Insbesondere den sogenannten Glutamaten haftet mittlerweile ein schlechter Ruf an. Die Salze der nicht-essenziellen Aminosäure Glutaminsäure können Unverträglichkeiten auslösen. Auf der Zutatenliste verstecken sie sich hinter den Bezeichnungen E 620 bis E 625, weiß die Ernährungsexpertin. Diese chemisch hergestellten Zusatzstoffe befinden sich vor allem in Fertigprodukten, Tütensuppen oder Soßenpülverchen. Viele Produkte, auf denen „ohne geschmacksverstärkende Zusatzstoffe“ oder „frei von künstlichen Geschmacksverstärkern“ prangt, beinhalten statt künstlicher Glutamate aber sehr wohl Hefeextrakt als Ersatz. Jedoch: „Bei Hefeextrakt handelt es sich nicht um einen Zusatzstoff und deshalb hat Hefeextrakt auch keine E-Nummer“, erklärt die Expertin weiter. Es sei ein Lebensmittel und dürfe deshalb auch Produkten bei der Herstellung als Zutat zugesetzt werden.

Das Problem: „Hefeextrakt enthält jedoch von Natur aus Glutamat und wirkt deshalb auch geschmacksverstärkend. Es wird in der Zutatenliste als Hefeextrakt oder Würze gekennzeichnet – ohne den Hinweis, dass es Glutamat enthält“, so Expertin Schulz. Das Extrakt wird aus frischer Hefe hergestellt, indem das Innere der Hefezellen durch das Entfernen der Zellwand extrahiert wird. Es hat einen würzigen Eigengeschmack – und wirkt damit geschmacksverstärkend. Nach Angaben der European Association for Specialty Yeast Products (EURASYP) beträgt der Anteil von Glutamat im Hefeextrakt rund fünf Prozent.

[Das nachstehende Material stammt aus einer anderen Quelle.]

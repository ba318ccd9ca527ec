//! Chat LLM client implementations
//!
//! OpenAI-compatible and Ollama chat clients behind the
//! [`ChatClient`] trait. Both send the conversation as role-tagged
//! messages and surface failures as collaborator errors.

use async_trait::async_trait;
use docchat_core::{
    ChatClient, ChatMessage, DocChatError, GenerationParams, LlmConfig, LlmProvider, Result,
};
use reqwest::Client;
use serde::{Deserialize, Serialize};
use std::time::Duration;

fn llm_error(message: impl Into<String>) -> DocChatError {
    DocChatError::collaborator("llm", message)
}

fn http_client(timeout_secs: u64) -> Result<Client> {
    Client::builder()
        .timeout(Duration::from_secs(timeout_secs))
        .build()
        .map_err(|e| llm_error(format!("failed to build http client: {e}")))
}

#[derive(Debug, Serialize, Deserialize, Clone)]
struct WireMessage {
    role: String,
    content: String,
}

fn to_wire(messages: &[ChatMessage]) -> Vec<WireMessage> {
    messages
        .iter()
        .map(|m| WireMessage {
            role: m.role.to_string(),
            content: m.content.clone(),
        })
        .collect()
}

// ============================================================================
// OpenAI Client
// ============================================================================

/// Client for the OpenAI chat completions API and compatible endpoints
/// (Groq, Azure, vLLM).
pub struct OpenAiChat {
    client: Client,
    api_key: String,
    base_url: String,
    model: String,
}

#[derive(Debug, Serialize)]
struct OpenAiRequest {
    model: String,
    messages: Vec<WireMessage>,
    max_tokens: u32,
    temperature: f32,
}

#[derive(Debug, Deserialize)]
struct OpenAiResponse {
    choices: Vec<Choice>,
}

#[derive(Debug, Deserialize)]
struct Choice {
    message: WireMessage,
}

impl OpenAiChat {
    pub fn new(
        api_key: impl Into<String>,
        base_url: impl Into<String>,
        model: impl Into<String>,
        timeout_secs: u64,
    ) -> Result<Self> {
        Ok(Self {
            client: http_client(timeout_secs)?,
            api_key: api_key.into(),
            base_url: base_url.into(),
            model: model.into(),
        })
    }

    /// Create from config
    pub fn from_config(config: &LlmConfig) -> Result<Self> {
        let api_key = config
            .openai_api_key
            .as_ref()
            .ok_or_else(|| DocChatError::Config("OpenAI API key required".to_string()))?;
        let base_url = config
            .openai_base_url
            .clone()
            .unwrap_or_else(|| "https://api.openai.com/v1".to_string());

        Self::new(
            api_key.clone(),
            base_url,
            config.model.clone(),
            config.timeout_secs,
        )
    }
}

#[async_trait]
impl ChatClient for OpenAiChat {
    async fn complete(
        &self,
        messages: &[ChatMessage],
        params: &GenerationParams,
    ) -> Result<String> {
        let request = OpenAiRequest {
            model: self.model.clone(),
            messages: to_wire(messages),
            max_tokens: params.max_tokens,
            temperature: params.temperature,
        };

        let response = self
            .client
            .post(format!("{}/chat/completions", self.base_url))
            .header("Authorization", format!("Bearer {}", self.api_key))
            .json(&request)
            .send()
            .await
            .map_err(|e| llm_error(format!("chat request failed: {e}")))?;

        if !response.status().is_success() {
            let error_text = response.text().await.unwrap_or_default();
            return Err(llm_error(format!("chat API returned an error: {error_text}")));
        }

        let result: OpenAiResponse = response
            .json()
            .await
            .map_err(|e| llm_error(format!("failed to parse chat response: {e}")))?;

        result
            .choices
            .into_iter()
            .next()
            .map(|c| c.message.content)
            .ok_or_else(|| llm_error("no completion returned"))
    }
}

// ============================================================================
// Ollama Client
// ============================================================================

/// Client for the Ollama chat API
pub struct OllamaChat {
    client: Client,
    base_url: String,
    model: String,
}

#[derive(Debug, Serialize)]
struct OllamaRequest {
    model: String,
    messages: Vec<WireMessage>,
    stream: bool,
    options: OllamaOptions,
}

#[derive(Debug, Serialize)]
struct OllamaOptions {
    num_predict: u32,
    temperature: f32,
}

#[derive(Debug, Deserialize)]
struct OllamaResponse {
    message: WireMessage,
}

impl OllamaChat {
    pub fn new(
        base_url: impl Into<String>,
        model: impl Into<String>,
        timeout_secs: u64,
    ) -> Result<Self> {
        Ok(Self {
            client: http_client(timeout_secs)?,
            base_url: base_url.into(),
            model: model.into(),
        })
    }

    /// Create from config
    pub fn from_config(config: &LlmConfig) -> Result<Self> {
        Self::new(
            config.ollama_url.clone(),
            config.model.clone(),
            config.timeout_secs,
        )
    }
}

#[async_trait]
impl ChatClient for OllamaChat {
    async fn complete(
        &self,
        messages: &[ChatMessage],
        params: &GenerationParams,
    ) -> Result<String> {
        let request = OllamaRequest {
            model: self.model.clone(),
            messages: to_wire(messages),
            stream: false,
            options: OllamaOptions {
                num_predict: params.max_tokens,
                temperature: params.temperature,
            },
        };

        let response = self
            .client
            .post(format!("{}/api/chat", self.base_url))
            .json(&request)
            .send()
            .await
            .map_err(|e| llm_error(format!("Ollama request failed: {e}")))?;

        if !response.status().is_success() {
            let error_text = response.text().await.unwrap_or_default();
            return Err(llm_error(format!("Ollama error: {error_text}")));
        }

        let result: OllamaResponse = response
            .json()
            .await
            .map_err(|e| llm_error(format!("failed to parse Ollama response: {e}")))?;

        Ok(result.message.content)
    }
}

/// Create a chat client from config
pub fn create_chat_client(config: &LlmConfig) -> Result<Box<dyn ChatClient>> {
    match config.provider {
        LlmProvider::OpenAI => Ok(Box::new(OpenAiChat::from_config(config)?)),
        LlmProvider::Ollama => Ok(Box::new(OllamaChat::from_config(config)?)),
    }
}

#[cfg(test)]
mod tests {
    use super::*;
    use docchat_core::ChatRole;

    #[test]
    fn test_wire_roles_are_lowercase() {
        let wire = to_wire(&[
            ChatMessage::system("s"),
            ChatMessage::user("u"),
            ChatMessage::assistant("a"),
        ]);
        let roles: Vec<&str> = wire.iter().map(|m| m.role.as_str()).collect();
        assert_eq!(roles, vec!["system", "user", "assistant"]);
        assert_eq!(ChatRole::System.to_string(), "system");
    }

    #[test]
    fn test_openai_requires_api_key() {
        let config = LlmConfig::default();
        assert!(OpenAiChat::from_config(&config).is_err());
    }

    #[test]
    fn test_factory_picks_provider() {
        let mut config = LlmConfig::default();
        config.provider = LlmProvider::Ollama;
        assert!(create_chat_client(&config).is_ok());

        config.provider = LlmProvider::OpenAI;
        config.openai_api_key = Some("key".to_string());
        assert!(create_chat_client(&config).is_ok());
    }
}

Somit sind Hersteller laut Lebensmittel-Kennzeichnungsverordnung nur dazu verpflichtet, Glutamat als Geschmacksverstärker aufzuführen, wenn es im Produkt als chemischer Zusatzstoff in Reinform vorkommt. Hefeextrakt muss nicht als solches gekennzeichnet werden, weil es nicht als Geschmacksverstärker gilt.